### What you need to do
For the records below, output each line exactly as it appears, from the first through the line with "assert!(ts >= before);".

Records from a collection
● ● ●

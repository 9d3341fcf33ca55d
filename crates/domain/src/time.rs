//! Time and timestamp helpers.

use chrono::{DateTime, Utc};

/// UTC timestamp used for `observed_at` and state-change times.
pub type Timestamp = DateTime<Utc>;

/// Return the current UTC time.
#[must_use]
pub fn now() -> Timestamp {
    Utc::now()
}

#[cfg(test)]
mod tests {
    use super::*;

    #[test]
    fn should_return_current_utc_time() {
        let before = Utc::now();
        let ts = now();
        let after = Utc::now();
        assert!(ts >= before);
        assert!(ts <= after);
    }
}
//! Reconnecting WebSocket implementation of the telemetry port.
//!
//! Connects to the station server's `/ws` endpoint and streams normalized
//! snapshots. A dropped connection is retried forever on a fixed delay;
//! the stream stays open across drops and only ends when the consumer
//! closes it. Connectivity transitions are reported on change, never once
//! per retry attempt.

use std::time::Duration;

use futures_util::StreamExt;
use serde::Deserialize;
use tokio::sync::mpsc;
use tokio_tungstenite::tungstenite;
use tokio_util::sync::CancellationToken;
use url::Url;

use airhub_app::ports::telemetry::{TelemetryConnector, TelemetryStream, TransportEvent};
use airhub_domain::error::{AirHubError, TransportError};
use airhub_domain::rule::GAS_AIR_VALUE;
use airhub_domain::snapshot::{ConnectionStatus, SensorSnapshot};

const EVENT_CHANNEL_CAPACITY: usize = 64;
const RECONNECT_DELAY: Duration = Duration::from_millis(5000);

/// WebSocket connector with a fixed-delay reconnect loop.
pub struct ReconnectingTransport {
    url: Url,
    reconnect_delay: Duration,
}

impl ReconnectingTransport {
    /// Create a connector for a `ws://` or `wss://` endpoint.
    #[must_use]
    pub fn new(url: Url) -> Self {
        Self {
            url,
            reconnect_delay: RECONNECT_DELAY,
        }
    }

    /// Override the fixed delay between reconnect attempts.
    #[must_use]
    pub fn with_reconnect_delay(mut self, delay: Duration) -> Self {
        self.reconnect_delay = delay;
        self
    }
}

impl TelemetryConnector for ReconnectingTransport {
    async fn open(&self) -> Result<TelemetryStream, AirHubError> {
        if !matches!(self.url.scheme(), "ws" | "wss") {
            return Err(TransportError {
                message: format!("unsupported endpoint scheme: {}", self.url),
            }
            .into());
        }

        let (tx, rx) = mpsc::channel(EVENT_CHANNEL_CAPACITY);
        let cancel = CancellationToken::new();
        tokio::spawn(run_loop(
            self.url.clone(),
            tx,
            self.reconnect_delay,
            cancel.clone(),
        ));
        Ok(TelemetryStream::new(rx, cancel))
    }
}

// ── Background reconnection loop ─────────────────────────────────────

/// Main loop: connect → read until drop → report → wait → reconnect.
async fn run_loop(
    url: Url,
    tx: mpsc::Sender<TransportEvent>,
    reconnect_delay: Duration,
    cancel: CancellationToken,
) {
    let mut last_status = None;

    loop {
        tokio::select! {
            biased;
            () = cancel.cancelled() => break,
            result = connect_and_read(&url, &tx, &cancel, &mut last_status) => {
                if cancel.is_cancelled() {
                    break;
                }
                match result {
                    Ok(()) => tracing::info!("telemetry connection closed, reconnecting"),
                    Err(err) => tracing::warn!(error = %err.message, "telemetry connection failed"),
                }
                if !emit_status(&tx, &mut last_status, ConnectionStatus::Disconnected).await {
                    break;
                }
                tokio::select! {
                    biased;
                    () = cancel.cancelled() => break,
                    () = tokio::time::sleep(reconnect_delay) => {}
                }
            }
        }
    }

    tracing::debug!("telemetry loop exiting");
}

/// Establish a single connection and read frames until it drops.
async fn connect_and_read(
    url: &Url,
    tx: &mpsc::Sender<TransportEvent>,
    cancel: &CancellationToken,
    last_status: &mut Option<ConnectionStatus>,
) -> Result<(), TransportError> {
    tracing::debug!(url = %url, "connecting telemetry stream");

    let (ws_stream, _response) = tokio_tungstenite::connect_async(url.as_str())
        .await
        .map_err(|err| TransportError {
            message: err.to_string(),
        })?;

    tracing::info!(url = %url, "telemetry stream connected");
    if !emit_status(tx, last_status, ConnectionStatus::Connected).await {
        return Ok(());
    }

    let (_write, mut read) = ws_stream.split();

    loop {
        tokio::select! {
            biased;
            () = cancel.cancelled() => return Ok(()),
            frame = read.next() => {
                match frame {
                    Some(Ok(tungstenite::Message::Text(text))) => {
                        if let Some(snapshot) = parse_frame(&text) {
                            if tx.send(TransportEvent::Snapshot(snapshot)).await.is_err() {
                                return Ok(());
                            }
                        }
                    }
                    Some(Ok(tungstenite::Message::Ping(_))) => {
                        // tungstenite replies with pong automatically
                        tracing::trace!("telemetry ping");
                    }
                    Some(Ok(tungstenite::Message::Close(_))) => return Ok(()),
                    Some(Err(err)) => {
                        return Err(TransportError {
                            message: err.to_string(),
                        });
                    }
                    // stream ended without a close frame
                    None => return Ok(()),
                    _ => {
                        // Binary, Pong, Frame: nothing to do
                    }
                }
            }
        }
    }
}

/// Deliver a status event only when it differs from the last one sent.
/// Returns `false` once the consumer is gone.
async fn emit_status(
    tx: &mpsc::Sender<TransportEvent>,
    last: &mut Option<ConnectionStatus>,
    status: ConnectionStatus,
) -> bool {
    if *last == Some(status) {
        return true;
    }
    *last = Some(status);
    tx.send(TransportEvent::Status(status)).await.is_ok()
}

// ── Frame parsing ────────────────────────────────────────────────────

/// Outer shape of every server frame: `{ "type": ..., "data": ... }`.
#[derive(Debug, Deserialize)]
struct FrameEnvelope {
    #[serde(rename = "type")]
    kind: String,
    #[serde(default)]
    data: serde_json::Value,
}

/// Raw sensor payload of a `sensor_update` frame.
#[derive(Debug, Deserialize)]
struct RawReading {
    temperature: f64,
    humidity: f64,
    dust_density: f64,
    air_value: f64,
    #[serde(default)]
    aqi: i64,
}

/// Parse one text frame into a snapshot.
///
/// Frames of other types are ignored quietly; malformed payloads are
/// dropped with a diagnostic and never tear the connection down.
fn parse_frame(text: &str) -> Option<SensorSnapshot> {
    let envelope: FrameEnvelope = match serde_json::from_str(text) {
        Ok(envelope) => envelope,
        Err(err) => {
            tracing::warn!(error = %err, "dropping malformed telemetry frame");
            return None;
        }
    };

    if envelope.kind != "sensor_update" {
        tracing::debug!(kind = %envelope.kind, "ignoring telemetry frame");
        return None;
    }

    match serde_json::from_value::<RawReading>(envelope.data) {
        Ok(reading) => Some(SensorSnapshot::new(
            reading.temperature,
            reading.humidity,
            reading.dust_density,
            reading.air_value > GAS_AIR_VALUE,
            reading.aqi,
        )),
        Err(err) => {
            tracing::warn!(error = %err, "dropping sensor_update with malformed payload");
            None
        }
    }
}

#[cfg(test)]
mod tests {
    use super::*;

    #[test]
    fn should_parse_sensor_update_frame() {
        let snap = parse_frame(
            r#"{
                "type": "sensor_update",
                "data": {
                    "temperature": 29.5,
                    "humidity": 48.0,
                    "dust_density": 33.0,
                    "air_value": 320.0,
                    "aqi": 72
                }
            }"#,
        )
        .unwrap();
        assert_eq!(snap.temperature, 29.5);
        assert_eq!(snap.pm25, 33.0);
        assert!(snap.gas_detected);
        assert_eq!(snap.aqi, 72);
    }

    #[test]
    fn should_default_missing_aqi() {
        let snap = parse_frame(
            r#"{
                "type": "sensor_update",
                "data": {
                    "temperature": 29.5,
                    "humidity": 48.0,
                    "dust_density": 33.0,
                    "air_value": 120.0
                }
            }"#,
        )
        .unwrap();
        assert_eq!(snap.aqi, 0);
        assert!(!snap.gas_detected);
    }

    #[test]
    fn should_ignore_frames_of_other_types() {
        assert!(parse_frame(r#"{"type": "heartbeat", "data": {}}"#).is_none());
    }

    #[test]
    fn should_drop_malformed_json() {
        assert!(parse_frame("not json at all").is_none());
    }

    #[test]
    fn should_drop_sensor_update_with_wrong_payload_shape() {
        assert!(parse_frame(r#"{"type": "sensor_update", "data": {"temperature": "hot"}}"#).is_none());
    }

    #[tokio::test]
    async fn should_reject_non_websocket_scheme() {
        let transport = ReconnectingTransport::new(Url::parse("http://localhost/ws").unwrap());
        assert!(matches!(
            transport.open().await,
            Err(AirHubError::Transport(_))
        ));
    }
}
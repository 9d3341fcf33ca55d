//! Control-plane port — remote device registry and command dispatch.
//!
//! The remote control plane is the source of truth for device records and
//! the destination for actuator commands. Request failures come back as
//! typed errors; the call sites (gateway, directory, ingestor) decide how
//! to compensate — they never let a network error escape as a panic.

use std::future::Future;

use airhub_domain::device::{DeviceDescriptor, DeviceId, DeviceKind};
use airhub_domain::error::AirHubError;
use airhub_domain::snapshot::SensorSnapshot;

/// A device record as the remote registry knows it: the read-only
/// descriptor plus the remote on/off truth at fetch time.
#[derive(Debug, Clone, PartialEq, Eq)]
pub struct RegisteredDevice {
    pub descriptor: DeviceDescriptor,
    pub is_on: bool,
}

/// Payload for registering a new device.
#[derive(Debug, Clone)]
pub struct NewDevice {
    pub name: String,
    pub kind: DeviceKind,
    pub automation_eligible: bool,
}

/// Partial update for an existing device. `None` fields are left untouched.
#[derive(Debug, Clone, Default)]
pub struct DevicePatch {
    pub name: Option<String>,
    pub automation_eligible: Option<bool>,
}

/// Remote registry and command dispatch.
///
/// This is a **port** — the `control_reqwest` adapter provides the HTTP
/// implementation; tests provide in-memory fakes.
pub trait ControlPlane: Send + Sync {
    /// One point-in-time fetch of the latest sensor reading.
    fn fetch_latest(&self) -> impl Future<Output = Result<SensorSnapshot, AirHubError>> + Send;

    /// Fetch all registered devices for the configured station.
    fn list_devices(
        &self,
    ) -> impl Future<Output = Result<Vec<RegisteredDevice>, AirHubError>> + Send;

    /// Register a new device.
    fn create_device(
        &self,
        device: NewDevice,
    ) -> impl Future<Output = Result<RegisteredDevice, AirHubError>> + Send;

    /// Update mutable metadata of an existing device.
    fn update_device(
        &self,
        id: &DeviceId,
        patch: DevicePatch,
    ) -> impl Future<Output = Result<RegisteredDevice, AirHubError>> + Send;

    /// Remove a device from the registry.
    fn delete_device(&self, id: &DeviceId) -> impl Future<Output = Result<(), AirHubError>> + Send;

    /// Dispatch an on/off command for a device.
    fn send_toggle(
        &self,
        id: &DeviceId,
        is_on: bool,
    ) -> impl Future<Output = Result<(), AirHubError>> + Send;
}
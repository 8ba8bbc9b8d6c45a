//! Scrape command implementation

use anyhow::Result;
use tokio_util::sync::CancellationToken;

use crate::scrape::Scraper;

pub async fn run(scraper: &Scraper) -> Result<()> {
    println!("Scraping player saves...\n");

    let report = scraper.run_once(&CancellationToken::new()).await?;

    println!("Run {} ({})", report.run_id, report.day);
    println!("   Found {} players", report.fetched);
    println!("   Recorded {}", report.recorded);

    if report.skipped_records > 0 {
        println!("   Skipped {} unreadable saves", report.skipped_records);
    }

    for failure in &report.failed {
        println!("   ✗ {}: {}", failure.account_name, failure.error);
    }

    if report.failed.is_empty() {
        println!("\n✅ Scrape complete!");
    } else {
        println!("\n⚠️  Scrape finished with {} failures", report.failed.len());
    }
    Ok(())
}
//! Periodic scrape scheduling
//!
//! Runs are awaited inside the timer loop, so two runs never overlap. Ticks
//! that come due while a run is still going collapse into one late run, then
//! the schedule resumes on the interval grid.

use std::time::Duration;
use tokio::time::{interval, MissedTickBehavior};
use tokio_util::sync::CancellationToken;
use tracing::{info, warn};

use super::Scraper;

/// Scrape on a fixed interval until `cancel` fires. The first run starts
/// immediately. Returns the number of runs started.
pub async fn run_scheduled(scraper: &Scraper, every: Duration, cancel: &CancellationToken) -> u64 {
    info!(interval_secs = every.as_secs(), "Starting scrape scheduler");

    let mut timer = interval(every);
    timer.set_missed_tick_behavior(MissedTickBehavior::Skip);
    let mut runs = 0;

    loop {
        tokio::select! {
            biased;

            _ = cancel.cancelled() => break,
            _ = timer.tick() => {}
        }

        runs += 1;
        match scraper.run_once(cancel).await {
            Ok(report) if !report.failed.is_empty() => {
                warn!(
                    run_id = %report.run_id,
                    failed = report.failed.len(),
                    "Scrape finished with failures"
                );
            }
            Ok(_) => {}
            // Already logged by the run; the next tick tries again.
            Err(_) => {}
        }
    }

    info!(runs, "Scrape scheduler stopped");
    runs
}

#[cfg(test)]
mod tests {
    use super::*;
    use crate::error::Result;
    use crate::source::testing::{player, StaticSource};
    use crate::source::{PlayerBatch, PlayerSource};
    use crate::store::SkillStore;
    use std::sync::atomic::{AtomicUsize, Ordering};
    use std::sync::mpsc::{self, Receiver};
    use std::sync::{Arc, Mutex};

    fn scraper(source: impl PlayerSource + 'static) -> (Scraper, Arc<SkillStore>) {
        let store = Arc::new(SkillStore::open_in_memory().unwrap());
        (Scraper::new(Arc::new(source), Arc::clone(&store)), store)
    }

    /// Source whose first listing blocks until released; later listings
    /// return immediately.
    struct GatedSource {
        gate: Mutex<Option<Receiver<()>>>,
        listings: Arc<AtomicUsize>,
    }

    impl PlayerSource for GatedSource {
        fn id(&self) -> &str {
            "gated"
        }

        fn is_available(&self) -> bool {
            true
        }

        fn list_all_players(&self) -> Result<PlayerBatch> {
            self.listings.fetch_add(1, Ordering::SeqCst);
            let gate = self.gate.lock().unwrap().take();
            if let Some(gate) = gate {
                gate.recv().unwrap();
            }
            Ok(PlayerBatch {
                players: vec![player("Zezima", 10, 1154.0)],
                skipped: vec![],
            })
        }
    }

    #[tokio::test(start_paused = true)]
    async fn test_cancelled_scheduler_never_runs() {
        let (scraper, store) = scraper(StaticSource::new(vec![player("Zezima", 10, 1154.0)]));
        let cancel = CancellationToken::new();
        cancel.cancel();

        let runs = run_scheduled(&scraper, Duration::from_millis(10), &cancel).await;

        assert_eq!(runs, 0);
        assert_eq!(store.player_count().unwrap(), 0);
    }

    #[tokio::test(start_paused = true)]
    async fn test_scheduler_runs_until_cancelled() {
        let (scraper, store) = scraper(StaticSource::new(vec![player("Zezima", 10, 1154.0)]));
        let cancel = CancellationToken::new();

        let (runs, ()) = tokio::join!(
            run_scheduled(&scraper, Duration::from_millis(10), &cancel),
            async {
                tokio::time::sleep(Duration::from_millis(95)).await;
                cancel.cancel();
            }
        );

        // Ticks at 0, 10, ..., 90.
        assert_eq!(runs, 10);
        assert_eq!(store.player_count().unwrap(), 1);
    }

    #[tokio::test(start_paused = true)]
    async fn test_unavailable_source_keeps_scheduler_alive() {
        let (scraper, _store) = scraper(StaticSource::unavailable());
        let cancel = CancellationToken::new();

        let (runs, ()) = tokio::join!(
            run_scheduled(&scraper, Duration::from_millis(10), &cancel),
            async {
                tokio::time::sleep(Duration::from_millis(95)).await;
                cancel.cancel();
            }
        );

        assert_eq!(runs, 10);
    }

    #[tokio::test(start_paused = true)]
    async fn test_slow_run_skips_missed_ticks() {
        let (release, gate) = mpsc::channel();
        let listings = Arc::new(AtomicUsize::new(0));
        let (scraper, _store) = scraper(GatedSource {
            gate: Mutex::new(Some(gate)),
            listings: Arc::clone(&listings),
        });
        let cancel = CancellationToken::new();

        let (runs, ()) = tokio::join!(
            run_scheduled(&scraper, Duration::from_millis(100), &cancel),
            async {
                // The first run spans the ticks due at 100, 200 and 300.
                tokio::time::advance(Duration::from_millis(350)).await;
                release.send(()).unwrap();
                tokio::time::sleep(Duration::from_millis(80)).await;
                cancel.cancel();
            }
        );

        // One late tick fires at 350, then the schedule resumes at 400. A
        // queued backlog would have run the 100, 200 and 300 ticks as well.
        assert_eq!(runs, 3);
        assert_eq!(listings.load(Ordering::SeqCst), 3);
    }
}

● ● ●

### Solution to this problem
repository 9d3341fcf33ca55d
filename crates/domain/src/time.rs
//! Time and timestamp helpers.

use chrono::{DateTime, Utc};

/// UTC timestamp used for `observed_at` and state-change times.
pub type Timestamp = DateTime<Utc>;

/// Return the current UTC time.
#[must_use]
pub fn now() -> Timestamp {
    Utc::now()
}

#[cfg(test)]
mod tests {
    use super::*;

    #[test]
    fn should_return_current_utc_time() {
        let before = Utc::now();
        let ts = now();
        let after = Utc::now();
        assert!(ts >= before);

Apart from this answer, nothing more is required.